Mais Tarkovski est aussi un maître. Avec Bergman, il est l’un des cinq cinéastes vivants qui se sont préoccupés principalement des questions ultimes de la moralité humaine (les autres sont Akira Kurosawa, Satyaijit Ray et Robert Bresson). Il est le plus grand cinéaste russe depuis Sergueï Eisenstein, et pourtant il se tient à l’écart de la tradition soviétique du matérialisme et ose dire qu’il est spirituel, qu’il peut « encore être appelé par une voix intérieure ». De nos jours, il faut plus de courage à un artiste pour admettre ses croyances spirituelles que pour les nier.
Lorsque Tarkovsky a réalisé « Le Sacrifice », il savait qu’il était gravement malade. Aujourd’hui, il se meurt dans un hôpital parisien d’une tumeur au cerveau. Il n’a pas choisi un petit sujet pour sa déclaration finale. Son film parle d’un homme qui apprend, ou rêve, que les bombardiers sont partis pour déclencher la troisième guerre mondiale. Il offre sa propre vie en sacrifice, si seulement sa famille peut être épargnée.
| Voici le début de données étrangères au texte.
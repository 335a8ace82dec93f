// Copyright 2026 the Tasm Authors
// SPDX-License-Identifier: Apache-2.0 OR MIT

//! Conformance tests for `tasm` live in `tests/`.
// Copyright 2026 the Tasm Authors
// SPDX-License-Identifier: Apache-2.0 OR MIT

//! Bag-of-cells (BOC) deserialization.
//!
//! Supports the generic `b5ee9c72` container and the two legacy indexed variants
//! (`68ff65f3`, `acc3a728`). Cells must be stored in topological order (every reference
//! points to a later cell), which also rules out reference cycles. Exotic cells are read as
//! plain data; hashes and depths stored alongside cells are skipped.

use alloc::sync::Arc;
use alloc::vec::Vec;
use core::fmt;

use crate::cell::{Cell, CellError, MAX_REFS};

const BOC_GENERIC: u32 = 0xB5EE_9C72;
const BOC_INDEXED: u32 = 0x68FF_65F3;
const BOC_INDEXED_CRC32C: u32 = 0xACC3_A728;

/// A BOC decode error.
#[derive(Clone, Debug, PartialEq, Eq)]
pub enum BocError {
    /// Input ended unexpectedly.
    UnexpectedEof,
    /// The magic prefix is not a known BOC magic.
    BadMagic {
        /// The first four bytes, big-endian.
        magic: u32,
    },
    /// A size field in the header is out of range.
    BadHeader,
    /// The container declares no root cells.
    NoRoots,
    /// A cell descriptor is invalid.
    BadCell {
        /// Index of the offending cell.
        index: usize,
    },
    /// A cell refers to itself, an earlier cell, or a missing cell.
    BadReference {
        /// Index of the referring cell.
        from: usize,
        /// Referenced index.
        to: usize,
    },
    /// The CRC32-C trailer does not match the payload.
    ChecksumMismatch,
    /// A cell could not be assembled.
    Cell(CellError),
}

impl fmt::Display for BocError {
    fn fmt(&self, f: &mut fmt::Formatter<'_>) -> fmt::Result {
        match self {
            Self::UnexpectedEof => write!(f, "unexpected end of input"),
            Self::BadMagic { magic } => write!(f, "bad BOC magic 0x{magic:08x}"),
            Self::BadHeader => write!(f, "invalid BOC header"),
            Self::NoRoots => write!(f, "BOC has no root cells"),
            Self::BadCell { index } => write!(f, "invalid cell descriptor at index {index}"),
            Self::BadReference { from, to } => {
                write!(f, "cell {from} has invalid reference to cell {to}")
            }
            Self::ChecksumMismatch => write!(f, "CRC32-C checksum mismatch"),
            Self::Cell(e) => write!(f, "{e}"),
        }
    }
}

impl core::error::Error for BocError {}

impl From<CellError> for BocError {
    fn from(e: CellError) -> Self {
        Self::Cell(e)
    }
}

/// Big-endian byte reader with bounds checks.
struct Reader<'a> {
    bytes: &'a [u8],
    offset: usize,
}

impl<'a> Reader<'a> {
    fn new(bytes: &'a [u8]) -> Self {
        Self { bytes, offset: 0 }
    }

    fn take(&mut self, len: usize) -> Result<&'a [u8], BocError> {
        let end = self
            .offset
            .checked_add(len)
            .ok_or(BocError::UnexpectedEof)?;
        let slice = self
            .bytes
            .get(self.offset..end)
            .ok_or(BocError::UnexpectedEof)?;
        self.offset = end;
        Ok(slice)
    }

    fn read_u8(&mut self) -> Result<u8, BocError> {
        Ok(self.take(1)?[0])
    }

    /// Reads a big-endian unsigned integer of `len` bytes (`len <= 8`).
    fn read_uint(&mut self, len: usize) -> Result<u64, BocError> {
        Ok(self
            .take(len)?
            .iter()
            .fold(0_u64, |acc, &b| (acc << 8) | u64::from(b)))
    }

    fn read_usize(&mut self, len: usize) -> Result<usize, BocError> {
        usize::try_from(self.read_uint(len)?).map_err(|_| BocError::BadHeader)
    }
}

struct Header {
    ref_size: usize,
    cells: usize,
    roots: Vec<usize>,
    cells_size: usize,
    has_crc32c: bool,
}

fn read_header(r: &mut Reader<'_>) -> Result<Header, BocError> {
    let magic = r.read_uint(4)? as u32;
    let (has_idx, has_crc32c, ref_size) = match magic {
        BOC_GENERIC => {
            let flags = r.read_u8()?;
            (flags & 0x80 != 0, flags & 0x40 != 0, usize::from(flags & 0x07))
        }
        BOC_INDEXED => (true, false, usize::from(r.read_u8()?)),
        BOC_INDEXED_CRC32C => (true, true, usize::from(r.read_u8()?)),
        _ => return Err(BocError::BadMagic { magic }),
    };
    let off_size = usize::from(r.read_u8()?);
    if !(1..=4).contains(&ref_size) || !(1..=8).contains(&off_size) {
        return Err(BocError::BadHeader);
    }

    let cells = r.read_usize(ref_size)?;
    let root_count = r.read_usize(ref_size)?;
    let _absent = r.read_usize(ref_size)?;
    let cells_size = r.read_usize(off_size)?;
    if root_count == 0 {
        return Err(BocError::NoRoots);
    }
    if root_count > cells {
        return Err(BocError::BadHeader);
    }

    let roots = if magic == BOC_GENERIC {
        let mut roots = Vec::with_capacity(root_count);
        for _ in 0..root_count {
            let root = r.read_usize(ref_size)?;
            if root >= cells {
                return Err(BocError::BadHeader);
            }
            roots.push(root);
        }
        roots
    } else {
        // Legacy containers always root at cell 0.
        alloc::vec![0]
    };

    if has_idx {
        let index_len = cells.checked_mul(off_size).ok_or(BocError::BadHeader)?;
        r.take(index_len)?;
    }

    Ok(Header {
        ref_size,
        cells,
        roots,
        cells_size,
        has_crc32c,
    })
}

struct RawCell {
    data: Vec<u8>,
    bit_len: usize,
    refs: Vec<usize>,
}

fn read_cell(r: &mut Reader<'_>, index: usize, ref_size: usize) -> Result<RawCell, BocError> {
    let d1 = r.read_u8()?;
    let d2 = r.read_u8()?;
    let ref_count = usize::from(d1 & 0x07);
    if ref_count > MAX_REFS {
        return Err(BocError::BadCell { index });
    }
    if d1 & 0x10 != 0 {
        // Stored hashes and depths: one (hash, depth) pair per significant level.
        let level_mask = d1 >> 5;
        let pairs = level_mask.count_ones() as usize + 1;
        r.take(pairs * (32 + 2))?;
    }

    let data_len = usize::from(d2).div_ceil(2);
    let data = r.take(data_len)?.to_vec();
    let bit_len = if d2 % 2 == 0 {
        data_len * 8
    } else {
        // The last byte carries a completion tag.
        let last = data.last().copied().unwrap_or(0);
        if last == 0 {
            return Err(BocError::BadCell { index });
        }
        data_len * 8 - last.trailing_zeros() as usize - 1
    };

    let mut refs = Vec::with_capacity(ref_count);
    for _ in 0..ref_count {
        refs.push(r.read_usize(ref_size)?);
    }
    Ok(RawCell {
        data,
        bit_len,
        refs,
    })
}

/// Parses a serialized bag of cells and returns its root cells in declaration order.
pub fn parse_boc(bytes: &[u8]) -> Result<Vec<Arc<Cell>>, BocError> {
    let mut r = Reader::new(bytes);
    let header = read_header(&mut r)?;

    let data_start = r.offset;
    let mut raw = Vec::with_capacity(header.cells.min(bytes.len()));
    for index in 0..header.cells {
        raw.push(read_cell(&mut r, index, header.ref_size)?);
    }
    if r.offset - data_start != header.cells_size {
        return Err(BocError::BadHeader);
    }

    if header.has_crc32c {
        let payload_end = r.offset;
        let stored = r.take(4)?;
        let stored = u32::from_le_bytes([stored[0], stored[1], stored[2], stored[3]]);
        if crc32c(&bytes[..payload_end]) != stored {
            return Err(BocError::ChecksumMismatch);
        }
    }

    // References always point forward, so building back to front sees every child first.
    let mut built: Vec<Option<Arc<Cell>>> = alloc::vec![None; header.cells];
    for (index, cell) in raw.into_iter().enumerate().rev() {
        let mut refs = Vec::with_capacity(cell.refs.len());
        for to in cell.refs {
            let child = (to > index)
                .then(|| built.get(to).cloned().flatten())
                .flatten()
                .ok_or(BocError::BadReference { from: index, to })?;
            refs.push(child);
        }
        built[index] = Some(Arc::new(Cell::from_parts(cell.data, cell.bit_len, refs)?));
    }

    header
        .roots
        .iter()
        .map(|&root| built[root].clone().ok_or(BocError::NoRoots))
        .collect()
}

/// Parses a bag of cells and returns its first root.
pub fn parse_boc_root(bytes: &[u8]) -> Result<Arc<Cell>, BocError> {
    parse_boc(bytes)?
        .into_iter()
        .next()
        .ok_or(BocError::NoRoots)
}

/// CRC32-C (Castagnoli), reflected polynomial `0x82F63B78`.
fn crc32c(bytes: &[u8]) -> u32 {
    let mut crc = !0_u32;
    for &b in bytes {
        crc ^= u32::from(b);
        for _ in 0..8 {
            let mask = (crc & 1).wrapping_neg();
            crc = (crc >> 1) ^ (0x82F6_3B78 & mask);
        }
    }
    !crc
}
Le film n’est pas facile à regarder, et il est long à supporter. Pourtant, une certaine joie brille à travers la difficulté. Tarkovsky s’est manifestement détaché de toute idée de divertir le public et a décidé, dans son dernier testament, de dire exactement ce qu’il veut, dans le style qu’il veut.
Il utilise un grand nombre de longs plans – à la fois longs en durée, et avec de grandes distances entre la caméra et les sujets. Les longs plans inspirent la réflexion au public. Nous ne sommes pas si proches que nous soyons obligés de nous identifier à un personnage. Nous prenons du recul, nous voyons tout, et nous avons le temps d’y réfléchir. Le film ne fonce pas tête baissée vers sa conclusion, prenant notre accord pour acquis. Il y a des espaces entre les événements qui sont suffisamment grands pour que nous puissions nous demander si nous ferions ce que l’homme du film fait.